Cry Chicago (originally ¡Viva América! and also released as The Mafia Mob, ) is a 1969 Spanish-Italian crime film directed by the Catalan film director Javier Setó (in the credit Saviero Seto), starring Jeffrey Hunter, Guglielmo Spoletini, Eduardo Fajardo, Víctor Israel, Pier Angeli, Margaret Lee and Gogó Rojo.

Plot 
After the Great Depression Francesco Mannata started out to America from Sicily to his brother Salvatore in Chicago. Francesco takes the name Frank Mannata and with Salvatore and their sister, Rosella organized a mafia empire. The mafia war breaks out between the Sicilian Mannatas and the Italo-Irish O'Connor-Messina gangs.

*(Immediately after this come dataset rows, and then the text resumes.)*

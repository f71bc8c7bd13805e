use std::{fs, path::PathBuf, process};

use anyhow::Context;
use log::LevelFilter;
use palc::Parser;

use cvm::{StdHost, Vm, VmConfig};

#[derive(Parser)]
#[command(name = "cvm", after_long_help = "Compiles a small C subset to bytecode and runs it.")]
struct Cli {
    /// Print the compiled bytecode instead of running it
    #[arg(short, long)]
    source: bool,
    /// Trace every executed instruction
    #[arg(short, long)]
    debug: bool,
    /// Heap and stack size in bytes
    #[arg(long)]
    pool_size: Option<usize>,
    /// C source file
    path: PathBuf,
    /// Arguments passed on to `main`
    args: Vec<String>,
}

fn main() {
    let cli = Cli::parse();

    let env = env_logger::Env::default().default_filter_or("warn");
    let mut logger = env_logger::Builder::from_env(env);
    if cli.debug {
        logger.filter_module("cvm", LevelFilter::Trace);
    }
    logger.init();

    match run(&cli) {
        Ok(code) => process::exit(code as i32),
        Err(e) => {
            eprintln!("{:#}", e);
            process::exit(1);
        }
    }
}

fn run(cli: &Cli) -> anyhow::Result<i64> {
    let source = fs::read(&cli.path)
        .with_context(|| format!("could not open({})", cli.path.display()))?;

    let program = cvm::compile(&source).context("compilation failed")?;
    if cli.source {
        print!("{}", program);
        return Ok(0);
    }

    let config = cli
        .pool_size
        .map(VmConfig::with_pool_size)
        .unwrap_or_default();
    let path = cli.path.to_string_lossy();
    let args: Vec<&str> = std::iter::once(path.as_ref())
        .chain(cli.args.iter().map(String::as_str))
        .collect();

    let mut vm = Vm::load(&program, &args, StdHost::new(), config)?;
    let code = vm.run().context("runtime error")?;
    Ok(code)
}
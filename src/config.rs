//! Environment configuration for the relay sidecar and the storefront services.

use std::collections::HashMap;
use thiserror::Error;
use crate::domain::aggregates::order::DEFAULT_RETURN_WINDOW_DAYS;
use crate::domain::aggregates::{CancelPolicy, LifecyclePolicy, MissingDeliveryDate};

pub const DEFAULT_RELAY_PORT: u16 = 3001;

#[derive(Debug, Error, PartialEq, Eq)]
pub enum ConfigError {
    #[error("{0} must be set")]
    Missing(&'static str),
    #[error("{name} has invalid value {value:?}")]
    Invalid { name: &'static str, value: String },
}

/// Lookup over a fixed set of variables, so parsing can be tested without touching the process env.
#[derive(Debug, Clone, Default)]
pub struct Env(HashMap<String, String>);

impl Env {
    pub fn from_process() -> Self {
        dotenvy::dotenv().ok();
        Self(std::env::vars().collect())
    }

    pub fn from_pairs<'a>(pairs: impl IntoIterator<Item = (&'a str, &'a str)>) -> Self {
        Self(pairs.into_iter().map(|(k, v)| (k.to_string(), v.to_string())).collect())
    }

    fn get(&self, name: &str) -> Option<&str> {
        self.0.get(name).map(|v| v.trim()).filter(|v| !v.is_empty())
    }

    fn parse<T: std::str::FromStr>(&self, name: &'static str, default: T) -> Result<T, ConfigError> {
        match self.get(name) {
            None => Ok(default),
            Some(v) => v.parse().map_err(|_| ConfigError::Invalid { name, value: v.to_string() }),
        }
    }
}

#[derive(Debug, Clone, PartialEq, Eq)]
pub struct MailApiConfig {
    pub url: String,
    pub api_key: String,
    pub from: String,
}

#[derive(Debug, Clone, PartialEq, Eq)]
pub struct RelayConfig {
    pub port: u16,
    /// Empty means any origin.
    pub allowed_origins: Vec<String>,
    /// `None` logs mail instead of sending it.
    pub mail: Option<MailApiConfig>,
}

impl RelayConfig {
    pub fn from_env(env: &Env) -> Result<Self, ConfigError> {
        let allowed_origins = env.get("ALLOWED_ORIGINS")
            .map(|v| v.split(',').map(str::trim).filter(|o| !o.is_empty()).map(str::to_string).collect())
            .unwrap_or_default();
        let mail = match env.get("MAIL_API_URL") {
            None => None,
            Some(url) => Some(MailApiConfig {
                url: url.to_string(),
                api_key: env.get("MAIL_API_KEY").ok_or(ConfigError::Missing("MAIL_API_KEY"))?.to_string(),
                from: env.get("MAIL_FROM").ok_or(ConfigError::Missing("MAIL_FROM"))?.to_string(),
            }),
        };
        Ok(Self { port: env.parse("PORT", DEFAULT_RELAY_PORT)?, allowed_origins, mail })
    }
}

#[derive(Debug, Clone, PartialEq, Eq)]
pub struct StorefrontConfig {
    pub database_url: String,
    pub mail_relay_url: Option<String>,
    pub lifecycle: LifecyclePolicy,
}

impl StorefrontConfig {
    pub fn from_env(env: &Env) -> Result<Self, ConfigError> {
        let cancel = match env.get("CANCEL_POLICY") {
            None | Some("before-delivery") => CancelPolicy::BeforeDelivery,
            Some("pending-only") => CancelPolicy::PendingOnly,
            Some(other) => return Err(ConfigError::Invalid { name: "CANCEL_POLICY", value: other.to_string() }),
        };
        let missing_delivery_date = match env.get("MISSING_DELIVERY_DATE") {
            None | Some("full-window") => MissingDeliveryDate::FullWindow,
            Some("closed") => MissingDeliveryDate::Closed,
            Some(other) => return Err(ConfigError::Invalid { name: "MISSING_DELIVERY_DATE", value: other.to_string() }),
        };
        let return_window_days = env.parse("RETURN_WINDOW_DAYS", DEFAULT_RETURN_WINDOW_DAYS)?;
        if return_window_days < 0 {
            return Err(ConfigError::Invalid { name: "RETURN_WINDOW_DAYS", value: return_window_days.to_string() });
        }
        Ok(Self {
            database_url: env.get("DATABASE_URL").ok_or(ConfigError::Missing("DATABASE_URL"))?.to_string(),
            mail_relay_url: env.get("MAIL_RELAY_URL").map(str::to_string),
            lifecycle: LifecyclePolicy { cancel, missing_delivery_date, return_window_days },
        })
    }
}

Many people die in the conflicts (including Salvatore and Rose); finally, Frank Mannata is killed by the minor gangster Dr. MacDonald.

Cast 
 Jeffrey Hunter: Frank (Francesco) Mannata
 Guglielmo Spoletini: Salvatore Mannata, Frank's brother
 Margaret Lee: Lucy Barrett, Frank's wife
 Gogó Rojo: Rosella (Rose) Mannata, Frank's sister
 Pier Angeli: Bambi (as Anna Maria Pierangeli), Salvatore's lover
 Eduardo Fajardo: Dick O'Connor, Irish gangster boos
 Víctor Israel: Dr. MacDonald, doctor, consultant and gangster
 Beni Deus: Timothy, Rosella's Greek husband
 Paloma Cela
 Luis Induni: Buchanan, police chief of Chicago
 Sun De Sanders: Patricia
 Barta Barri: Matón, O'Connor's henchman
 Antonio Pica: Federel agent Ethen Lason
 Ricardo Palacios: Charlie Romero, bar owner
 Lola Villar: prostituta
 Mike Brendel
 Miguel del Castillo: O'Brian, gangster and O'Connor's mate
 Juan Olaguivel: O'Brian's bodyguard and driver
 Fernando Bilbao
 Kathy Lagarde
 Yamil Omar: Turkish immigrant
 Antonia Mas: Mammy, proprietress of bordello
 Rafael Vaquero
 Adolfo Thous
 Manuel Bermúdez Boliche
 José Solís
 Armando Calvo: Senator Charles Temple

Production 
Setó's movie partly is the epigon of crime film They Paid with Bullets: Chicago 1929 (1969) of Julio Diamante.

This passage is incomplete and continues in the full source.